Researchers are turning their attention to the culinary habits of microbes in their search for a few chemical "crumbs" of evidence of ancient, remote, and even extra-terrestrial life. Scientists are analyzing rocks from the furthest reaches of Earth, and beyond, using new and sensitive instrumentation to check for tell-tale signs of ancient life.
In a paper in the April 8 issue of Science, a University of Rochester team has contributed to the effort.
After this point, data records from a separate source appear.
//! Error types for seqcast
//!
//! Defines module-specific error types using thiserror for clear error propagation.
//! Only the catalog errors are fatal to a session; everything raised below the
//! item player boundary is contained and logged.

use std::path::PathBuf;
use thiserror::Error;

/// Main error type for the seqcast engine
#[derive(Error, Debug)]
pub enum Error {
    /// Playlist folder contains no regular files
    #[error("Playlist folder {path:?} contains no playable files")]
    EmptyDirectory { path: PathBuf },

    /// Playlist folder could not be opened or listed
    #[error("Playlist folder {path:?} is unreadable: {source}")]
    Unreadable {
        path: PathBuf,
        #[source]
        source: std::io::Error,
    },

    /// Configuration file loading or validation errors
    #[error("Configuration error: {0}")]
    Config(String),

    /// Audio decoding errors
    #[error("Audio decode error: {0}")]
    Decode(String),

    /// Audio output (sink) errors
    #[error("Audio output error: {0}")]
    AudioOutput(String),

    /// Media backend refused an operation
    #[error("Backend error: {0}")]
    Backend(String),

    /// Every merge slot of the mix bus is allocated
    #[error("All {capacity} merge slots are in use")]
    SlotsExhausted { capacity: usize },

    /// Slot handle refers to a slot that was already released
    #[error("Stale merge slot handle")]
    StaleSlot,

    /// Slot released while it was still delivering samples
    #[error("Merge slot is still linked")]
    SlotStillLinked,

    /// Invalid state for operation
    #[error("Invalid state: {0}")]
    InvalidState(String),

    /// A playback session is already open on this engine
    #[error("A playback session is already active")]
    SessionActive,

    /// File I/O errors
    #[error("File I/O error: {0}")]
    Io(#[from] std::io::Error),

    /// Errors from the shared library
    #[error(transparent)]
    Common(#[from] seqcast_common::Error),
}

impl From<toml::de::Error> for Error {
    fn from(err: toml::de::Error) -> Self {
        Error::Config(err.to_string())
    }
}

/// Convenience Result type using the seqcast Error
pub type Result<T> = std::result::Result<T, Error>;
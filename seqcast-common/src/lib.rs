//! # seqcast Common Library
//!
//! Shared code for the seqcast workspace:
//! - Common error type
//! - Configuration file discovery and playlist folder resolution
//! - Timeline timestamps and human-readable time formatting
//! - Event types (SeqEvent enum) and the broadcast EventBus

pub mod config;
pub mod error;
pub mod events;
pub mod time;

pub use error::{Error, Result};
pub use time::Timestamp;
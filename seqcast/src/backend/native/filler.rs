//! Live filler source
//!
//! A continuous sine at a fixed frequency and volume. At volume 0.0 it is
//! silence, which is still enough to keep the combined stream running while
//! no item is delivering.

use std::f32::consts::TAU;

#[derive(Debug, Clone)]
pub struct SineFiller {
    phase: f32,
    step: f32,
    volume: f32,
}

impl SineFiller {
    pub fn new(frequency_hz: f32, volume: f32, sample_rate: u32) -> Self {
        Self {
            phase: 0.0,
            step: TAU * frequency_hz / sample_rate.max(1) as f32,
            volume,
        }
    }

    pub fn volume(&self) -> f32 {
        self.volume
    }

    /// Add the next `out.len() / channels` frames into `out`
    pub fn mix_into(&mut self, out: &mut [f32], channels: usize) {
        let channels = channels.max(1);
        if self.volume == 0.0 {
            // Keep the phase moving so raising the volume later is click-free
            let frames = (out.len() / channels) as f32;
            self.phase = (self.phase + self.step * frames) % TAU;
            return;
        }
        for frame in out.chunks_exact_mut(channels) {
            let value = self.phase.sin() * self.volume;
            for sample in frame {
                *sample += value;
            }
            self.phase = (self.phase + self.step) % TAU;
        }
    }
}
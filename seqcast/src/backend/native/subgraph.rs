//! One item's decode lane
//!
//! A lane is a sample ring plus the thread that fills it: decode with
//! symphonia, map channels, resample with rubato, push into the ring with
//! backpressure. The mixer thread drains the consumer side. The decode thread
//! reports faults through the finish callback itself; end of stream is
//! reported by the mixer once the ring has run dry.

use crate::audio::{remix_channels, StreamResampler, StreamingDecoder};
use crate::backend::{FinishCause, SubgraphId};
use crate::error::{Error, Result};
use ringbuf::traits::*;
use ringbuf::{HeapCons, HeapProd, HeapRb};
use std::path::{Path, PathBuf};
use std::sync::atomic::{AtomicBool, AtomicU8, Ordering};
use std::sync::{Arc, Mutex};
use std::thread::{self, JoinHandle};
use std::time::Duration;
use tracing::{debug, warn};

/// Registered completion callback, shared with the decode thread
pub type SharedCallback = Arc<Mutex<Option<Arc<dyn Fn(FinishCause) + Send + Sync>>>>;

/// Sleep between checks while the ring is full
const BACKPRESSURE_SLEEP: Duration = Duration::from_millis(5);

const DECODING: u8 = 0;
const DECODED: u8 = 1;
const FAILED: u8 = 2;

/// Decode thread progress
#[derive(Debug, Clone, Copy, PartialEq, Eq)]
pub enum DecodeStatus {
    Decoding,
    /// Every sample is in the ring
    Decoded,
    /// Fault already reported through the callback
    Failed,
}

/// Output format every lane is converted to
#[derive(Debug, Clone, Copy)]
pub struct LaneFormat {
    pub sample_rate: u32,
    pub channels: u16,
}

pub struct Lane {
    pub id: SubgraphId,
    path: PathBuf,
    format: LaneFormat,
    producer: Option<HeapProd<f32>>,
    pub consumer: HeapCons<f32>,
    stop: Arc<AtomicBool>,
    status: Arc<AtomicU8>,
    callback: SharedCallback,
    thread: Option<JoinHandle<()>>,
    /// End of stream already reported by the mixer
    pub eos_reported: bool,
}

impl Lane {
    pub fn new(id: SubgraphId, path: &Path, format: LaneFormat, capacity: usize) -> Self {
        let (producer, consumer) = HeapRb::<f32>::new(capacity.max(1)).split();
        Self {
            id,
            path: path.to_path_buf(),
            format,
            producer: Some(producer),
            consumer,
            stop: Arc::new(AtomicBool::new(false)),
            status: Arc::new(AtomicU8::new(DECODING)),
            callback: Arc::new(Mutex::new(None)),
            thread: None,
            eos_reported: false,
        }
    }

    pub fn set_callback(&self, callback: Arc<dyn Fn(FinishCause) + Send + Sync>) {
        if let Ok(mut slot) = self.callback.lock() {
            *slot = Some(callback);
        }
    }

    pub fn callback(&self) -> Option<Arc<dyn Fn(FinishCause) + Send + Sync>> {
        self.callback.lock().ok().and_then(|slot| slot.clone())
    }

    pub fn status(&self) -> DecodeStatus {
        match self.status.load(Ordering::Acquire) {
            DECODED => DecodeStatus::Decoded,
            FAILED => DecodeStatus::Failed,
            _ => DecodeStatus::Decoding,
        }
    }

    /// Spawn the decode thread; a lane starts at most once
    pub fn start(&mut self) -> Result<()> {
        let producer = self
            .producer
            .take()
            .ok_or_else(|| Error::InvalidState(format!("{} already started", self.id)))?;

        let id = self.id;
        let path = self.path.clone();
        let format = self.format;
        let stop = Arc::clone(&self.stop);
        let status = Arc::clone(&self.status);
        let callback = Arc::clone(&self.callback);

        let handle = thread::Builder::new()
            .name(format!("seqcast-decode-{}", id.0))
            .spawn(move || {
                match decode_into(&path, format, producer, &stop) {
                    Ok(()) => {
                        status.store(DECODED, Ordering::Release);
                        debug!("{} decoded {}", id, path.display());
                    }
                    Err(e) => {
                        status.store(FAILED, Ordering::Release);
                        warn!("{} failed on {}: {}", id, path.display(), e);
                        let cb = callback.lock().ok().and_then(|slot| slot.clone());
                        if let Some(cb) = cb {
                            cb(FinishCause::Fault(e.to_string()));
                        }
                    }
                }
            })
            .map_err(|e| Error::Backend(format!("Failed to spawn decode thread: {}", e)))?;

        self.thread = Some(handle);
        Ok(())
    }

    /// Ask the decode thread to stop at its next check
    pub fn request_stop(&self) {
        self.stop.store(true, Ordering::Release);
    }

    /// True once the decode thread (if any) has exited and been joined
    pub fn try_join(&mut self) -> bool {
        match self.thread.take() {
            None => true,
            Some(handle) if handle.is_finished() => {
                if handle.join().is_err() {
                    warn!("{} decode thread panicked", self.id);
                }
                true
            }
            Some(handle) => {
                self.thread = Some(handle);
                false
            }
        }
    }
}

impl Drop for Lane {
    fn drop(&mut self) {
        self.request_stop();
    }
}

/// Decode `path` into `producer` until done or asked to stop
fn decode_into(
    path: &Path,
    format: LaneFormat,
    mut producer: HeapProd<f32>,
    stop: &AtomicBool,
) -> Result<()> {
    let mut decoder = StreamingDecoder::open(path)?;
    let mut resampler = StreamResampler::new(decoder.sample_rate(), format.sample_rate, format.channels)?;

    while let Some(chunk) = decoder.next_chunk()? {
        if stop.load(Ordering::Acquire) {
            return Ok(());
        }
        let mapped = remix_channels(&chunk, decoder.channels(), format.channels);
        let out = resampler.process(&mapped)?;
        if !push_all(&mut producer, &out, stop) {
            return Ok(());
        }
    }

    let tail = resampler.flush()?;
    push_all(&mut producer, &tail, stop);
    Ok(())
}

/// Push every sample, waiting while the ring is full; false if stopped
fn push_all(producer: &mut HeapProd<f32>, mut samples: &[f32], stop: &AtomicBool) -> bool {
    while !samples.is_empty() {
        if stop.load(Ordering::Acquire) {
            return false;
        }
        let written = producer.push_slice(samples);
        samples = &samples[written..];
        if !samples.is_empty() {
            thread::sleep(BACKPRESSURE_SLEEP);
        }
    }
    true
}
The scientists announced that they were able to re-create in the laboratory chemical signatures that were previously thought to be produced only by living organisms.
"The situation is a little more complicated than some people have thought," says geochemist Ariel Anbar, the lead investigator and an assistant professor of earth and environmental sciences and chemistry. "It's like someone saying that they have found a way to use fingerprints to identify people, and we're saying we can produce those same fingerprints in the lab without having that person around."
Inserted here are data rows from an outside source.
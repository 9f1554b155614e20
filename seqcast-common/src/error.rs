//! Errors raised while locating and reading configuration

use thiserror::Error;

pub type Result<T> = std::result::Result<T, Error>;

#[derive(Error, Debug)]
pub enum Error {
    #[error("IO error: {0}")]
    Io(#[from] std::io::Error),

    /// Config discovery failed or the file does not parse
    #[error("Configuration error: {0}")]
    Config(String),

    /// Explicitly named config file is missing
    #[error("Not found: {0}")]
    NotFound(String),
}

impl From<toml::de::Error> for Error {
    fn from(err: toml::de::Error) -> Self {
        Error::Config(err.to_string())
    }
}
//! Timeline timestamps
//!
//! Timeline positions are unsigned nanosecond counts, the same resolution the
//! combining stage reports. Arithmetic saturates instead of wrapping: a
//! nanosecond `u64` covers roughly 584 years, so saturation is only reachable
//! by a misbehaving backend, never by an honest pause.

use serde::{Deserialize, Serialize};
use std::fmt;
use std::time::Duration;

const NANOS_PER_MILLI: u64 = 1_000_000;
const NANOS_PER_SECOND: u64 = 1_000_000_000;

/// Position on a playback timeline, in nanoseconds
#[derive(Debug, Clone, Copy, Default, PartialEq, Eq, PartialOrd, Ord, Hash, Serialize, Deserialize)]
#[serde(transparent)]
pub struct Timestamp(u64);

impl Timestamp {
    pub const ZERO: Timestamp = Timestamp(0);
    pub const MAX: Timestamp = Timestamp(u64::MAX);

    pub const fn from_nanos(nanos: u64) -> Self {
        Timestamp(nanos)
    }

    pub const fn from_millis(millis: u64) -> Self {
        Timestamp(millis.saturating_mul(NANOS_PER_MILLI))
    }

    pub const fn from_secs(secs: u64) -> Self {
        Timestamp(secs.saturating_mul(NANOS_PER_SECOND))
    }

    /// Timeline position reached after `frames` frames at `sample_rate` Hz
    pub fn from_frames(frames: u64, sample_rate: u32) -> Self {
        if sample_rate == 0 {
            return Timestamp::ZERO;
        }
        let nanos = frames as u128 * NANOS_PER_SECOND as u128 / sample_rate as u128;
        Timestamp(nanos.min(u64::MAX as u128) as u64)
    }

    pub const fn as_nanos(self) -> u64 {
        self.0
    }

    pub const fn as_millis(self) -> u64 {
        self.0 / NANOS_PER_MILLI
    }

    pub fn as_duration(self) -> Duration {
        Duration::from_nanos(self.0)
    }

    /// Elapsed time from `earlier` to `self`, or `None` if the timeline went backwards
    pub fn checked_since(self, earlier: Timestamp) -> Option<Timestamp> {
        self.0.checked_sub(earlier.0).map(Timestamp)
    }

    pub fn saturating_sub(self, other: Timestamp) -> Timestamp {
        Timestamp(self.0.saturating_sub(other.0))
    }

    pub fn saturating_add(self, other: Timestamp) -> Timestamp {
        Timestamp(self.0.saturating_add(other.0))
    }

    pub fn checked_add(self, other: Timestamp) -> Option<Timestamp> {
        self.0.checked_add(other.0).map(Timestamp)
    }
}

impl From<Duration> for Timestamp {
    fn from(duration: Duration) -> Self {
        Timestamp(duration.as_nanos().min(u64::MAX as u128) as u64)
    }
}

impl fmt::Display for Timestamp {
    /// Formats as `H:MM:SS.mmm`
    fn fmt(&self, f: &mut fmt::Formatter<'_>) -> fmt::Result {
        let total_millis = self.as_millis();
        let millis = total_millis % 1000;
        let total_secs = total_millis / 1000;
        let secs = total_secs % 60;
        let mins = (total_secs / 60) % 60;
        let hours = total_secs / 3600;
        write!(f, "{}:{:02}:{:02}.{:03}", hours, mins, secs, millis)
    }
}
The work is part of an expanding worldwide effort to use increasingly sensitive chemical tools to look for signs of past life in remote places. Anbar's research focuses on the evidence that microbes leave behind after they munch on metals like molybdenum, copper, iron and zinc. The scientists say it's likely that as tiny organisms scour for these nutrients, they select certain isotopes of elements (isotopes are forms of the same element with a slightly different mass) over others, and the evidence is locked into rocks for millions of years. Researchers measure the amounts of different isotopes of certain metals as a way of knowing whether bacteria or other organisms once lived there.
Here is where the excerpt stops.